Nous avons montré que la réussite n’est pas faite seulement pour les gens qui mangent avec une cuillère en or. Il faut avoir faim, croire en soi, pour y arriver. C’est un bel exemple pour la jeunesse sénégalaise et africaine. Le rêve est permis pour tout le monde. Après moi, Sadio Mané est en train de le montrer. Le président de la République, Macky Sall, est de cette lignée. Nous n’avons pas besoin de regarder ailleurs, les exemples sont ici : nous sommes partis de rien, personne ne croyait en nous, mais aujourd’hui, les gens sont contents de nous voir parce que nous les avons fait rêver.

De l’anonymat à la célébrité, comment se fait le basculement ?

C’est dans la tête. Le président de la République, bien qu’il soit la personne la plus importante du pays, gère l’émotion. El Hadji Diouf, pareil. Quel que soit le statut, on ne sera qu’un être humain. Il faut transformer le statut de star en quelque chose de positif pour aider son prochain, les générations futures.

El Hadji Diouf – Sadio Mané nous ramène-t-il au débat Maradona – Messi en Argentine des stars aux antipodes : l’un extraverti, l’autre introverti ?

Sadio une star qu’on n’entend pas beaucoup. Pour certains, cela lui porte préjudice. Mais c’est son choix. Chacun a son choix de vie. El Hadji Diouf, Maradona et Messi sont comme ils sont. Le plus important est de juger la personne sur ses résultats. Pas autre chose. El Hadji Diouf n’est pas une star, mais une Superstar ! La star n’est connue que dans son pays, la superstar est mondialement connue ; Youssou Ndour, El Hadji Diouf et aujourd’hui Sadio Mané. On ne boxe pas dans la même catégorie que les stars. Ce que je dis au Sénégal a un écho retentissant dans le monde. C’est différent des gens dont la parole ne dépasse pas nos frontières. Aujourd’hui, Sadio Mané est une superstar, un «Golden Boy». Il est mondialement connu. Il est dans la galaxie des très grands : Senghor, Abdoulaye Wade, Macky Sall, Cheikh Anta Diop, Mamadou Dia, El Hadji Diouf, Youssou Ndour…

Sadio dit souvent que vous avez été son idole : mais aujourd’hui, avec un titre de champion d’Europe, meilleur buteur de la Premier League, quatrième au Ballon d’Or européen et sacré Ballon d’Or africain, l’élève n’a-t-il pas dépassé le maître ?

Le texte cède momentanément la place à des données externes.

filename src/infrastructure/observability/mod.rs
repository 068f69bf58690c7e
mod init_tracing;
mod request_id;
mod tracing_config;

pub use init_tracing::init_tracing;
pub use request_id::{REQUEST_ID_HEADER, RequestId, request_id_middleware};
pub use tracing_config::TracingConfig;
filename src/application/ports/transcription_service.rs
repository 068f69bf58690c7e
use std::path::Path;

use async_trait::async_trait;

use crate::domain::Transcript;

/// Request options forwarded to the transcription provider.
#[derive(Debug, Clone, Copy, PartialEq, Eq)]
pub struct TranscriptionOptions {
    pub speaker_labels: bool,
    pub speakers_expected: Option<u32>,
}

impl Default for TranscriptionOptions {
    fn default() -> Self {
        Self {
            speaker_labels: true,
            speakers_expected: Some(2),
        }
    }
}

/// Transcribes a staged audio file.
///
/// A provider-reported failure is returned as `Ok` with an error-status
/// [`Transcript`]; `Err` is reserved for transport and decoding problems.
#[async_trait]
pub trait TranscriptionService: Send + Sync {
    async fn transcribe(
        &self,
        audio_path: &Path,
        options: &TranscriptionOptions,
    ) -> Result<Transcript, TranscriptionError>;
}

#[derive(Debug, thiserror::Error)]
pub enum TranscriptionError {
    #[error("failed to read audio file: {0}")]
    AudioUnreadable(#[from] std::io::Error),
    #[error("api request failed: {0}")]
    ApiRequestFailed(String),
    #[error("unexpected api response: {0}")]
    UnexpectedResponse(String),
}
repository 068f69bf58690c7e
pub mod application;
pub mod domain;
pub mod infrastructure;
pub mod presentation;
use std::io::Cursor;

use docx_rs::{BreakType, Docx, Paragraph, Run};

use crate::application::ports::{RenderError, TranscriptRenderer};

/// Writes the transcript as a single Word paragraph.
///
/// Newlines become text-wrapping breaks inside one run so the paragraph's
/// extracted text matches the plain-text output.
pub struct DocxRenderer;

impl DocxRenderer {
    fn transcript_run(transcript_text: &str) -> Run {
        let mut run = Run::new();
        for (index, line) in transcript_text.split('\n').enumerate() {
            if index > 0 {
                run = run.add_break(BreakType::TextWrapping);
            }
            if !line.is_empty() {
                run = run.add_text(line);
            }
        }
        run
    }
}

impl TranscriptRenderer for DocxRenderer {
    fn render(&self, transcript_text: &str) -> Result<Vec<u8>, RenderError> {
        let paragraph = Paragraph::new().add_run(Self::transcript_run(transcript_text));

        let mut buffer = Cursor::new(Vec::new());
        Docx::new()
            .add_paragraph(paragraph)
            .build()
            .pack(&mut buffer)
            .map_err(|e| RenderError::PackagingFailed(e.to_string()))?;

        let bytes = buffer.into_inner();
        tracing::debug!(bytes = bytes.len(), "Word document packaged");
        Ok(bytes)
    }
}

C’est tout le mal que je lui souhaite. L’élève est en train de tracer sa route. Tout ce que je lui souhaite, c’est de dépasser le maître. Mais je ne suis pas dans les comparaisons. Mon rôle aujourd’hui est de l’accompagner pour être le meilleur joueur sénégalais de tous les temps. Je ne suis pas à une place de concurrent, mais à celle de celui qui doit l’accompagner pour qu’il soit le meilleur. Quand on parlera de Sadio Mané, on parlera toujours de El Hadji Diouf. Pour lui comme pour moi, le plus important, c’est le plaisir donné au peuple sénégalais.